----- TASK MATERIAL -----

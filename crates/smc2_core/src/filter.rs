//! Contract for the embedded latent-state particle filter.
//!
//! The orchestrator drives one filter run per parameter particle. Methods take
//! the particle and its output buffer explicitly so the same `Filter` value
//! serves the whole population, including from parallel workers.

use rand::Rng;

use crate::adapter::Proposal;
use crate::error::FilterError;
use crate::particle::ThetaParticle;
use crate::schedule::{ScheduleElement, ScheduleIter};

pub trait Filter: Sync {
    /// Latent-state population carried inside each parameter particle.
    type Latent: Send;
    /// Per-particle output buffer (trajectory history, sampled path).
    type Output: Send;
    /// Initialisation input passed through from the caller.
    type Input: Sync + ?Sized;

    /// Log prior density of a parameter vector; `-inf` outside the support.
    fn log_prior(&self, theta: &[f64]) -> f64;

    /// Initialise the latent population at `now` and reset the particle's
    /// likelihood bookkeeping.
    fn init<R: Rng + ?Sized>(
        &self,
        rng: &mut R,
        now: &ScheduleElement,
        s: &mut ThetaParticle<Self::Latent>,
        out: &mut Self::Output,
        input: &Self::Input,
    ) -> Result<(), FilterError>;

    /// Write the initial state to the output buffer.
    fn output0(&self, s: &ThetaParticle<Self::Latent>, out: &mut Self::Output);

    /// Weight the latent particles against the observation at `now` (if any)
    /// and fold the increment into `s.log_likelihood`.
    fn correct<R: Rng + ?Sized>(
        &self,
        rng: &mut R,
        now: &ScheduleElement,
        s: &mut ThetaParticle<Self::Latent>,
    ) -> Result<(), FilterError>;

    /// Record the state at `now`.
    fn output(
        &self,
        now: &ScheduleElement,
        s: &ThetaParticle<Self::Latent>,
        out: &mut Self::Output,
    );

    /// Advance `iter` by one schedule element: resample the latent particles,
    /// predict to the new time, correct if observed, output. Returns the
    /// log-likelihood increment (zero for unobserved elements).
    fn step<R: Rng + ?Sized>(
        &self,
        rng: &mut R,
        iter: &mut ScheduleIter<'_>,
        last: ScheduleIter<'_>,
        s: &mut ThetaParticle<Self::Latent>,
        out: &mut Self::Output,
    ) -> Result<f64, FilterError>;

    /// Default proposal: `s2` becomes a perturbation of `s1`. Implementations
    /// using a symmetric kernel leave both `log_proposal` fields at `-inf`.
    fn propose<R: Rng + ?Sized>(
        &self,
        rng: &mut R,
        first: &ScheduleElement,
        s1: &mut ThetaParticle<Self::Latent>,
        s2: &mut ThetaParticle<Self::Latent>,
        out2: &mut Self::Output,
    ) -> Result<(), FilterError>;

    /// Proposal from an adapted distribution. Sets `s2.log_proposal` to the
    /// density of the forward move and `s1.log_proposal` to the reverse one.
    fn propose_with<R: Rng + ?Sized, Q: Proposal>(
        &self,
        rng: &mut R,
        _first: &ScheduleElement,
        s1: &mut ThetaParticle<Self::Latent>,
        s2: &mut ThetaParticle<Self::Latent>,
        _out2: &mut Self::Output,
        q: &Q,
    ) -> Result<(), FilterError> {
        let theta = q.sample(rng, &s1.theta)?;
        s2.log_proposal = q.log_density(&s1.theta, &theta);
        s1.log_proposal = q.log_density(&theta, &s1.theta);
        s2.log_prior = self.log_prior(&theta);
        s2.theta = theta;
        s2.reset_likelihood();
        s1.sanitize();
        s2.sanitize();
        Ok(())
    }

    /// Run the filter from scratch over `[first, last)` and return the final
    /// log-likelihood estimate (also stored in `s.log_likelihood`).
    fn filter<R: Rng + ?Sized>(
        &self,
        rng: &mut R,
        first: ScheduleIter<'_>,
        last: ScheduleIter<'_>,
        s: &mut ThetaParticle<Self::Latent>,
        out: &mut Self::Output,
    ) -> Result<f64, FilterError>;

    /// Draw one full latent trajectory into the output buffer.
    fn sample_path<R: Rng + ?Sized>(
        &self,
        rng: &mut R,
        s: &ThetaParticle<Self::Latent>,
        out: &mut Self::Output,
    ) -> Result<(), FilterError>;
}
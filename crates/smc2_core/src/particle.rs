//! Parameter particles ("theta-particles").

use serde::{Deserialize, Serialize};

/// One hypothesis for the static parameters together with the embedded
/// latent-state filter that estimates its marginal likelihood.
///
/// `X` is the filter's latent population. Log quantities are finite or
/// `f64::NEG_INFINITY`, never NaN.
#[derive(Debug, Clone, Serialize, Deserialize)]
pub struct ThetaParticle<X> {
    pub theta: Vec<f64>,
    pub log_likelihood: f64,
    pub log_prior: f64,
    /// Density under the adapted proposal; `-inf` while no proposal is active.
    pub log_proposal: f64,
    /// Log-likelihood increment per observation index.
    pub log_increments: Vec<f64>,
    pub latent: X,
}

impl<X: Default> Default for ThetaParticle<X> {
    fn default() -> Self {
        Self::new(Vec::new(), X::default())
    }
}

impl<X> ThetaParticle<X> {
    pub fn new(theta: Vec<f64>, latent: X) -> Self {
        Self {
            theta,
            log_likelihood: 0.0,
            log_prior: f64::NEG_INFINITY,
            log_proposal: f64::NEG_INFINITY,
            log_increments: Vec::new(),
            latent,
        }
    }

    /// Forget likelihood bookkeeping ahead of a fresh filter run.
    pub fn reset_likelihood(&mut self) {
        self.log_likelihood = 0.0;
        self.log_increments.clear();
    }

    /// Record the increment for observation `index_obs` and fold it into the
    /// running log-likelihood.
    pub fn push_increment(&mut self, index_obs: usize, increment: f64) {
        if self.log_increments.len() <= index_obs {
            self.log_increments.resize(index_obs + 1, 0.0);
        }
        let increment = sanitize(increment);
        self.log_increments[index_obs] = increment;
        self.log_likelihood = sanitize(self.log_likelihood + increment);
    }

    pub fn log_increment(&self, index_obs: usize) -> f64 {
        self.log_increments.get(index_obs).copied().unwrap_or(0.0)
    }

    /// Map NaN log quantities to `-inf`.
    pub fn sanitize(&mut self) {
        self.log_likelihood = sanitize(self.log_likelihood);
        self.log_prior = sanitize(self.log_prior);
        self.log_proposal = sanitize(self.log_proposal);
    }

    pub fn invalidate(&mut self) {
        self.log_likelihood = f64::NEG_INFINITY;
    }

    /// Exchange the full state with another particle without copying the
    /// underlying storage.
    pub fn swap(&mut self, other: &mut Self) {
        core::mem::swap(self, other);
    }
}

#[inline]
pub(crate) fn sanitize(x: f64) -> f64 {
    if x.is_nan() {
        f64::NEG_INFINITY
    } else {
        x
    }
}
//! Diagnostic population snapshots (`diagnostics` feature).
//!
//! Purely observational: one JSON file per schedule step, named
//! `sir{index_output}.json` (with a `.{rank}` suffix in multi-node runs).

use std::fs::File;
use std::io::BufWriter;
use std::path::{Path, PathBuf};

use crate::comm::Communicator;
use crate::error::SamplerError;
use crate::output::PopulationSummary;
use crate::population::Population;

pub fn path<C: Communicator + ?Sized>(dir: &Path, index_output: usize, comm: &C) -> PathBuf {
    if comm.size() > 1 {
        dir.join(format!("sir{}.{}.json", index_output, comm.rank()))
    } else {
        dir.join(format!("sir{}.json", index_output))
    }
}

pub fn write<C, X, O>(
    dir: &Path,
    index_output: usize,
    comm: &C,
    population: &Population<X, O>,
) -> Result<PathBuf, SamplerError>
where
    C: Communicator + ?Sized,
{
    std::fs::create_dir_all(dir)?;
    let path = path(dir, index_output, comm);
    let writer = BufWriter::new(File::create(&path)?);
    serde_json::to_writer_pretty(writer, &PopulationSummary::from_population(population))
        .map_err(|e| SamplerError::Output(e.to_string()))?;
    log::trace!("wrote snapshot {}", path.display());
    Ok(path)
}

#[cfg(test)]
mod tests {
    use super::*;
    use crate::comm::LocalComm;
    use crate::particle::ThetaParticle;

    #[test]
    fn test_snapshot_written_and_readable() {
        let dir = std::env::temp_dir().join(format!("smc2_snapshot_{}", std::process::id()));
        let pop: Population<(), ()> =
            Population::from_fn(2, |p| (ThetaParticle::new(vec![p as f64, 1.0], ()), ())).unwrap();
        let path = write(&dir, 7, &LocalComm, &pop).unwrap();
        assert!(path.ends_with("sir7.json"));
        let text = std::fs::read_to_string(&path).unwrap();
        let back: PopulationSummary = serde_json::from_str(&text).unwrap();
        assert_eq!(back.thetas[1], vec![1.0, 1.0]);
        let _ = std::fs::remove_dir_all(&dir);
    }
}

-----

• ASSIGNMENT: Within the lines above, find those holding the word "text" and copy them.

• ANSWER FOR THE TASK:
        let text = std::fs::read_to_string(&path).unwrap();
        let back: PopulationSummary = serde_json::from_str(&text).unwrap();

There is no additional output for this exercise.